- Dunnsville
- Coordinates: 30°37′55″S 120°52′34″E﻿ / ﻿30.632°S 120.876°E
- Country: Australia
- State: Western Australia
- LGA: Shire of Coolgardie;
- Location: 604 km (375 mi) ENE of Perth; 46 km (29 mi) NW of Coolgardie;
- Established: 1897

Government
- • State electorate: Eyre;
- • Federal division: O'Connor;
- Elevation: 465 m (1,526 ft)
- Postcode: 6430

= Dunnsville, Western Australia =

Abandoned town in Western Australia

Dunnsville is an abandoned town in Western Australia located 46 km north-west of Coolgardie in the Goldfields-Esperance region of Western Australia.

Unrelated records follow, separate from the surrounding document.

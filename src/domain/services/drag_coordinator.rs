// Copyright (c) 2025 Kirky.X
//
// Licensed under the MIT License
// See LICENSE file in the project root for full license information.

use serde::Serialize;
use tracing::debug;

use crate::domain::services::result_store::ResultStore;

/// Pointer travel (px) a press must exceed before it becomes a drag.
pub const ACTIVATION_DISTANCE: f64 = 8.0;

#[derive(Debug, Clone, Copy, PartialEq, Default, Serialize)]
pub struct Point {
    pub x: f64,
    pub y: f64,
}

impl Point {
    pub fn new(x: f64, y: f64) -> Self {
        Self { x, y }
    }

    pub fn distance_to(&self, other: Point) -> f64 {
        (self.x - other.x).hypot(self.y - other.y)
    }
}

#[derive(Debug, Clone, Copy, PartialEq, Default, Serialize)]
pub struct Size {
    pub width: f64,
    pub height: f64,
}

impl Size {
    pub fn new(width: f64, height: f64) -> Self {
        Self { width, height }
    }
}

#[derive(Debug, Clone, Copy, PartialEq, Default, Serialize)]
pub struct Rect {
    pub x: f64,
    pub y: f64,
    pub width: f64,
    pub height: f64,
}

impl Rect {
    pub fn new(x: f64, y: f64, width: f64, height: f64) -> Self {
        Self {
            x,
            y,
            width,
            height,
        }
    }

    pub fn translate(&self, dx: f64, dy: f64) -> Self {
        Self {
            x: self.x + dx,
            y: self.y + dy,
            ..*self
        }
    }

    /// Keep the rect inside `bounds`; an oversized rect is pinned to the top-left edge.
    pub fn clamp_within(&self, bounds: Size) -> Self {
        let max_x = (bounds.width - self.width).max(0.0);
        let max_y = (bounds.height - self.height).max(0.0);
        Self {
            x: self.x.clamp(0.0, max_x),
            y: self.y.clamp(0.0, max_y),
            ..*self
        }
    }
}

/// 拖拽状态机
#[derive(Debug, Clone, PartialEq, Default)]
pub enum DragState {
    #[default]
    Idle,
    Dragging { active_id: String },
}

/// 放下的结果
#[derive(Debug, Clone, Copy, PartialEq, Eq)]
pub enum DropOutcome {
    /// The store was reordered.
    Moved { from: usize, to: usize },
    /// Dropped on itself, or the ids no longer resolve.
    Unchanged,
    /// Released outside any droppable target.
    Cancelled,
    /// No drag was in progress.
    Ignored,
}

/// 拖拽中显示的浮动预览
#[derive(Debug, Clone, PartialEq, Serialize)]
#[serde(rename_all = "camelCase")]
pub struct DragPreview {
    pub result_id: String,
    pub rect: Rect,
}

#[derive(Debug, Clone)]
struct Press {
    id: String,
    origin: Point,
    pointer: Point,
    card_rect: Rect,
}

/// 拖拽重排协调器
///
/// 按下后指针移动超过 [`ACTIVATION_DISTANCE`] 才进入 `Dragging`；放下时对
/// [`ResultStore`] 调用 `move_to`。
#[derive(Debug, Clone)]
pub struct DragCoordinator {
    state: DragState,
    press: Option<Press>,
    viewport: Size,
    activation_distance: f64,
}

impl DragCoordinator {
    pub fn new(viewport: Size) -> Self {
        Self {
            state: DragState::Idle,
            press: None,
            viewport,
            activation_distance: ACTIVATION_DISTANCE,
        }
    }

    pub fn state(&self) -> &DragState {
        &self.state
    }

    pub fn active_id(&self) -> Option<&str> {
        match &self.state {
            DragState::Dragging { active_id } => Some(active_id),
            DragState::Idle => None,
        }
    }

    pub fn is_dragging(&self) -> bool {
        matches!(self.state, DragState::Dragging { .. })
    }

    pub fn set_viewport(&mut self, viewport: Size) {
        self.viewport = viewport;
    }

    /// 在卡片的拖拽把手上按下指针
    pub fn pointer_down(&mut self, id: impl Into<String>, at: Point, card_rect: Rect) {
        self.state = DragState::Idle;
        self.press = Some(Press {
            id: id.into(),
            origin: at,
            pointer: at,
            card_rect,
        });
    }

    /// 指针移动；返回这次移动是否开始了拖拽
    pub fn pointer_move(&mut self, to: Point) -> bool {
        let already_dragging = self.is_dragging();
        let Some(press) = self.press.as_mut() else {
            return false;
        };
        press.pointer = to;

        if already_dragging || press.origin.distance_to(to) <= self.activation_distance {
            return false;
        }

        debug!(id = %press.id, "Drag started");
        self.state = DragState::Dragging {
            active_id: press.id.clone(),
        };
        true
    }

    /// 释放指针；`target` 是指针下方可放置卡片的 id
    pub fn drop_on(&mut self, target: Option<&str>, store: &mut ResultStore) -> DropOutcome {
        let state = std::mem::take(&mut self.state);
        self.press = None;

        let DragState::Dragging { active_id } = state else {
            return DropOutcome::Ignored;
        };
        let Some(target) = target else {
            return DropOutcome::Cancelled;
        };

        match store.move_to(&active_id, target) {
            Some((from, to)) => {
                debug!(from, to, "Drag dropped");
                DropOutcome::Moved { from, to }
            }
            None => DropOutcome::Unchanged,
        }
    }

    /// 显式取消（如按下 Esc），不修改存储
    pub fn cancel(&mut self) -> DropOutcome {
        let was_dragging = self.is_dragging();
        self.reset();
        if was_dragging {
            DropOutcome::Cancelled
        } else {
            DropOutcome::Ignored
        }
    }

    pub fn reset(&mut self) {
        self.state = DragState::Idle;
        self.press = None;
    }

    /// 当前的浮动预览，被限制在视口内
    pub fn preview(&self) -> Option<DragPreview> {
        let active_id = self.active_id()?;
        let press = self.press.as_ref()?;
        let rect = press
            .card_rect
            .translate(press.pointer.x - press.origin.x, press.pointer.y - press.origin.y)
            .clamp_within(self.viewport);
        Some(DragPreview {
            result_id: active_id.to_string(),
            rect,
        })
    }
}
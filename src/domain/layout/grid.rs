// Copyright (c) 2025 Kirky.X
//
// Licensed under the MIT License
// See LICENSE file in the project root for full license information.

use crate::domain::layout::{
    CardSizing, CardStyle, ContainerStyle, GridSlot, LayoutStrategy, LayoutView, PageStyle,
    RenderContext,
};
use crate::domain::models::search_result::SearchResult;
use crate::domain::models::settings::{LayoutMode, Settings};

/// 基础网格布局
///
/// 固定 N 列，所有卡片等高，按行优先排列。
#[derive(Debug, Clone, Copy, Default)]
pub struct GridLayout;

impl GridLayout {
    pub fn slot(index: usize, columns: u32) -> GridSlot {
        let columns = columns.max(1) as usize;
        GridSlot {
            row: index / columns,
            column: index % columns,
        }
    }
}

impl LayoutStrategy for GridLayout {
    fn mode(&self) -> LayoutMode {
        LayoutMode::Basic
    }

    fn render<'a>(
        &self,
        results: &'a [SearchResult],
        settings: &'a Settings,
        ctx: &RenderContext<'_>,
    ) -> LayoutView<'a> {
        let columns = settings.layout.column_count;
        let cards = results
            .iter()
            .enumerate()
            .map(|(index, result)| {
                let mut card = ctx.card(index, result);
                card.slot = Some(Self::slot(index, columns));
                card
            })
            .collect();

        LayoutView {
            mode: self.mode(),
            page: PageStyle::from_settings(settings),
            container: ContainerStyle::Grid {
                columns,
                gap: settings.layout.grid_gap,
            },
            card_style: CardStyle::from_settings(
                &settings.card,
                CardSizing::Fixed {
                    height: settings.card.height,
                },
            ),
            cards,
        }
    }
}
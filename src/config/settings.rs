// Copyright 2025 Kirky.X
//
// Licensed under the Apache License, Version 2.0 (the "License");
// you may not use this file except in compliance with the License.
// You may obtain a copy of the License at
//
//     http://www.apache.org/licenses/LICENSE-2.0
//
// Unless required by applicable law or agreed to in writing, software
// distributed under the License is distributed on an "AS IS" BASIS,
// WITHOUT WARRANTIES OR CONDITIONS OF ANY KIND, either express or implied.
// See the License for the specific language governing permissions and
// limitations under the License.

use config::builder::DefaultState;
use config::{Config, ConfigBuilder, ConfigError, Environment, File, FileFormat};
use serde::Deserialize;

/// 应用程序配置
///
/// 包含搜索提供方、持久化存储和认证三部分
#[derive(Debug, Clone, Deserialize)]
pub struct AppConfig {
    /// 搜索提供方配置
    pub provider: ProviderConfig,
    /// 存储配置
    pub storage: StorageConfig,
    /// 认证配置
    #[serde(default)]
    pub auth: AuthConfig,
}

/// 图片搜索提供方配置
#[derive(Debug, Clone, Deserialize)]
pub struct ProviderConfig {
    /// Google API 密钥，缺失或为空时不发起任何请求
    pub api_key: Option<String>,
    /// 自定义搜索引擎 ID（cx）
    pub search_engine_id: Option<String>,
    /// 搜索 API 端点
    pub endpoint: String,
    /// 网站图标服务端点
    pub favicon_endpoint: String,
    /// 每次查询请求的页数
    pub page_count: u32,
    /// 每页条目数
    pub page_size: u32,
    /// 保留的最大结果数
    pub max_results: usize,
}

/// 存储配置
#[derive(Debug, Clone, Deserialize)]
pub struct StorageConfig {
    /// 本地存储路径，未设置时使用内存存储
    pub local_path: Option<String>,
}

/// 认证配置
#[derive(Debug, Clone, Default, Deserialize)]
pub struct AuthConfig {
    /// 当前登录用户的邮箱
    pub email: Option<String>,
}

impl AppConfig {
    /// 创建新的配置实例
    ///
    /// 加载顺序：内置默认值 → `config/default` → `config/{APP_ENVIRONMENT}` → `FOOTPRINT__*` 环境变量
    pub fn new() -> Result<Self, ConfigError> {
        let env = std::env::var("APP_ENVIRONMENT").unwrap_or_else(|_| "default".to_string());
        Self::defaults()?
            .add_source(File::with_name("config/default").required(false))
            .add_source(File::with_name(&format!("config/{}", env)).required(false))
            .add_source(Environment::with_prefix("FOOTPRINT").separator("__"))
            .build()?
            .try_deserialize()
    }

    /// Load from built-in defaults overlaid with a TOML document.
    pub fn from_toml(source: &str) -> Result<Self, ConfigError> {
        Self::defaults()?
            .add_source(File::from_str(source, FileFormat::Toml))
            .build()?
            .try_deserialize()
    }

    fn defaults() -> Result<ConfigBuilder<DefaultState>, ConfigError> {
        Config::builder()
            .set_default(
                "provider.endpoint",
                "https://www.googleapis.com/customsearch/v1",
            )?
            .set_default(
                "provider.favicon_endpoint",
                "https://www.google.com/s2/favicons",
            )?
            .set_default("provider.page_count", 4)?
            .set_default("provider.page_size", 10)?
            .set_default("provider.max_results", 30)?
            .set_default("storage.local_path", "./storage")
    }
}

In 1894, gold was discovered in the area by a prospector, John George Dunn F.R.G.S, and the townsite was gazetted on 9 December 1897.

By 1898, the population of the town was 67 (60 males and 7 females).

The original lease later became better known as the Wealth of Nations mine. A coach service operated between the town and Coolgardie.

Between 1894 and 1938, the combined gold production of Dunnsville and the nearby Jaurdi Hills was 28,041 ounces (795 kg) from 45,500 tonnes of ore.